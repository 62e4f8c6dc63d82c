use super::tour::Tour;
use crate::error::OptimizeError;
use crate::geo::Coordinate;
use serde::{Deserialize, Serialize};

/// A partition's visiting order before any geometry is fetched.
#[derive(Debug, Clone, PartialEq, Serialize)]
#[serde(rename_all = "camelCase")]
pub struct PlannedRoute {
    pub partition: Vec<Coordinate>,
    pub tour: Tour,
    /// Depot, points in tour order, depot.
    pub stops: Vec<Coordinate>,
    pub distance_km: f64,
}

impl PlannedRoute {
    /// Consecutive stop pairs, in driving order.
    pub fn segments(&self) -> impl Iterator<Item = (Coordinate, Coordinate)> + '_ {
        self.stops.windows(2).map(|w| (w[0], w[1]))
    }
}

#[derive(Debug, Clone, PartialEq, Serialize)]
#[serde(rename_all = "camelCase")]
pub struct Route {
    pub tour: Tour,
    pub stops: Vec<Coordinate>,
    /// What a map should draw: rendered segments concatenated, or the bare
    /// stops when no renderer is configured.
    pub geometry: Vec<Coordinate>,
    pub distance_km: f64,
    /// Segment indices whose geometry could not be fetched.
    pub skipped_segments: Vec<usize>,
}

impl Route {
    pub fn unrendered(plan: PlannedRoute) -> Self {
        Self {
            geometry: plan.stops.clone(),
            tour: plan.tour,
            stops: plan.stops,
            distance_km: plan.distance_km,
            skipped_segments: Vec::new(),
        }
    }

    pub fn is_degraded(&self) -> bool {
        !self.skipped_segments.is_empty()
    }
}

/// One delivery point as sent by a client.
#[derive(Debug, Deserialize)]
#[serde(untagged)]
enum PointInput {
    Pair(Vec<f64>),
    LatLng { lat: f64, lng: f64 },
}

#[derive(Debug, Deserialize)]
#[serde(rename_all = "camelCase")]
pub struct OptimizeRequest {
    #[serde(alias = "points")]
    pub selected_points: Vec<serde_json::Value>,
    #[serde(default)]
    pub depot: Option<Coordinate>,
    #[serde(default)]
    pub capacity: Option<usize>,
}

impl OptimizeRequest {
    pub fn points(&self) -> Result<Vec<Coordinate>, OptimizeError> {
        parse_points(&self.selected_points)
    }
}

/// Parses raw JSON points, accepting `[lat, lng]` or `{"lat", "lng"}`.
///
/// Fails on the first element that is neither, naming its index.
pub fn parse_points(values: &[serde_json::Value]) -> Result<Vec<Coordinate>, OptimizeError> {
    values
        .iter()
        .enumerate()
        .map(|(index, value)| parse_point(index, value))
        .collect()
}

fn parse_point(index: usize, value: &serde_json::Value) -> Result<Coordinate, OptimizeError> {
    let invalid = || {
        OptimizeError::invalid_input(format!(
            "point {index}: expected [latitude, longitude] pair, got {value}"
        ))
    };

    match PointInput::deserialize(value).map_err(|_| invalid())? {
        PointInput::Pair(pair) => match pair.as_slice() {
            &[lat, lng] => Ok(Coordinate::new(lat, lng)),
            _ => Err(invalid()),
        },
        PointInput::LatLng { lat, lng } => Ok(Coordinate::new(lat, lng)),
    }
}

#[derive(Debug, Serialize, Deserialize)]
pub struct RoutesResponse {
    pub routes: Vec<Vec<Coordinate>>,
}

impl From<&[Route]> for RoutesResponse {
    fn from(routes: &[Route]) -> Self {
        Self {
            routes: routes.iter().map(|r| r.geometry.clone()).collect(),
        }
    }
}

#[derive(Debug, Serialize, Deserialize)]
pub struct ErrorResponse {
    pub error: String,
    pub kind: String,
}

impl From<&OptimizeError> for ErrorResponse {
    fn from(e: &OptimizeError) -> Self {
        Self {
            error: e.to_string(),
            kind: e.kind().to_string(),
        }
    }
}
use crate::error::OptimizeError;
use crate::geo::Coordinate;

/// Default number of stops one vehicle handles.
pub const DEFAULT_CAPACITY: usize = 20;

/// Delivery points assigned to one vehicle, in input order.
pub type Partition = Vec<Coordinate>;

/// Splits `points` into contiguous chunks of `capacity`, preserving order.
///
/// Every chunk but the last has exactly `capacity` points. Empty input gives
/// no partitions.
pub fn partition(points: &[Coordinate], capacity: usize) -> Result<Vec<Partition>, OptimizeError> {
    if capacity == 0 {
        return Err(OptimizeError::invalid_input("capacity must be at least 1"));
    }
    validate_points(points)?;

    Ok(points.chunks(capacity).map(<[Coordinate]>::to_vec).collect())
}

pub(crate) fn validate_points(points: &[Coordinate]) -> Result<(), OptimizeError> {
    for (index, point) in points.iter().enumerate() {
        point
            .validate()
            .map_err(|reason| OptimizeError::invalid_input(format!("point {index}: {reason}")))?;
    }
    Ok(())
}
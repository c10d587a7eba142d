//! glyph_store — encrypted local persistence for the Glyph secure channel
//! engine: the identity store (C2), session keystore (C3), and security
//! log sink (C8).
//!
//! # Encryption strategy
//! SQLite does not natively encrypt. Sensitive columns (identity private
//! keys, session symmetric keys) are stored as AES-256-GCM ciphertext,
//! base64-encoded, sealed under a KEK held only in the process-wide
//! [`kek_cache::KekCache`]. Non-sensitive metadata (timestamps, user ids,
//! sequence numbers) is stored in plaintext to allow efficient queries.
//!
//! # Migration
//! SQLx migrations in `migrations/` are run on first open.

pub mod db;
pub mod error;
pub mod identity_store;
pub mod kek_cache;
pub mod keystore;
pub mod migrations;
pub mod models;
pub mod security_log;

pub use db::Store;
pub use error::StoreError;
pub use kek_cache::KekCache;
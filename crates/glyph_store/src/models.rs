//! Database row models (C2/C3/C8) — these map to/from SQL rows.

use chrono::{DateTime, Utc};
use serde::{Deserialize, Serialize};

/// One per local user (§3 Identity record). The private key is never
/// stored in plaintext; `sealed_private_key`/`salt`/`iv`/`tag` are the
/// components of an AES-256-GCM ciphertext under a PBKDF2-derived KEK.
#[derive(Debug, Clone, Serialize, Deserialize, sqlx::FromRow)]
pub struct IdentityRow {
    pub user_id: String,
    pub sealed_private_key: String,
    pub salt: String,
    pub iv: String,
    pub tag: String,
    pub pbkdf2_iterations: i64,
    pub created_at: DateTime<Utc>,
}

/// One per ordered peer pair at a time (§3 Session state). Exactly one row
/// per (local, peer) pair may have `status = 'active'`.
#[derive(Debug, Clone, Serialize, Deserialize, sqlx::FromRow)]
pub struct SessionRow {
    pub id: String,
    pub local_user_id: String,
    pub peer_user_id: String,

    pub root_key_sealed: String,
    pub root_key_iv: String,
    pub root_key_tag: String,

    pub send_key_sealed: String,
    pub send_key_iv: String,
    pub send_key_tag: String,

    pub recv_key_sealed: String,
    pub recv_key_iv: String,
    pub recv_key_tag: String,

    pub last_seq: i64,
    pub last_timestamp: i64,
    /// JSON array of hex-encoded SHA-256 nonce hashes, oldest first,
    /// capped at the configured nonce window size.
    pub used_nonce_hashes: String,

    pub status: String,
    pub status_reason: Option<String>,
    pub created_at: DateTime<Utc>,
    pub updated_at: DateTime<Utc>,
    pub key_rotation_count: i64,
}

/// Append-only security event (§4.8). Never carries plaintext, key,
/// nonce, or ciphertext bytes — only identifiers, counters, reason codes.
#[derive(Debug, Clone, Serialize, Deserialize, sqlx::FromRow)]
pub struct SecurityLogRow {
    pub id: String,
    pub occurred_at: DateTime<Utc>,
    pub user_id: String,
    pub session_id: Option<String>,
    pub event_type: String,
    pub metadata: Option<String>,
    pub synced: bool,
}
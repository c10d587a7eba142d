//! SHA-256 hashing and CSRNG byte generation (C1).

use rand::RngCore;
use rand_core::OsRng;
use sha2::{Digest, Sha256};

/// SHA-256 digest of `data`.
pub fn sha256(data: &[u8]) -> [u8; 32] {
    let mut hasher = Sha256::new();
    hasher.update(data);
    let out = hasher.finalize();
    let mut buf = [0u8; 32];
    buf.copy_from_slice(&out);
    buf
}

/// `n` bytes drawn from the OS CSRNG. Used for nonces, salts, and IVs that
/// don't have a more specific generator of their own.
pub fn random_bytes(n: usize) -> Vec<u8> {
    let mut buf = vec![0u8; n];
    OsRng.fill_bytes(&mut buf);
    buf
}

/// A fixed-size CSRNG draw, for the common 16/32-byte cases.
pub fn random_array<const N: usize>() -> [u8; N] {
    let mut buf = [0u8; N];
    OsRng.fill_bytes(&mut buf);
    buf
}

#[cfg(test)]
mod tests {
    use super::*;

    #[test]
    fn sha256_is_deterministic() {
        assert_eq!(sha256(b"hello"), sha256(b"hello"));
        assert_ne!(sha256(b"hello"), sha256(b"world"));
    }

    #[test]
    fn random_bytes_are_not_trivially_repeated() {
        let a = random_bytes(32);
        let b = random_bytes(32);
        assert_ne!(a, b);
    }
}
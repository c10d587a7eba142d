//! glyph_proto — the authenticated envelope codec and file chunker for the
//! Glyph secure channel engine.
//!
//! # Modules
//! - `envelope` — `MSG`/`FILE_META`/`FILE_CHUNK` envelope codec (C5)
//! - `chunker`  — fixed-size chunked file encryption and reassembly (C6)
//! - `wire`     — base64 (de)serialization helpers shared by both
//! - `error`    — unified error type

pub mod chunker;
pub mod envelope;
pub mod error;
pub mod wire;

pub use envelope::{Envelope, EnvelopeCore, ReplayGuard, SequenceAllocator};
pub use error::ProtoError;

WHAT TO DO - In the material above, transcribe exactly the lines beginning at the one with "one vehicle handles." and ending at the one with "validate_points(points)?;", both included.

WRITTEN ANSWER -
/// Default number of stops one vehicle handles.
pub const DEFAULT_CAPACITY: usize = 20;

/// Delivery points assigned to one vehicle, in input order.
pub type Partition = Vec<Coordinate>;

/// Splits `points` into contiguous chunks of `capacity`, preserving order.
///
/// Every chunk but the last has exactly `capacity` points. Empty input gives
/// no partitions.
pub fn partition(points: &[Coordinate], capacity: usize) -> Result<Vec<Partition>, OptimizeError> {
    if capacity == 0 {
        return Err(OptimizeError::invalid_input("capacity must be at least 1"));
    }
    validate_points(points)?;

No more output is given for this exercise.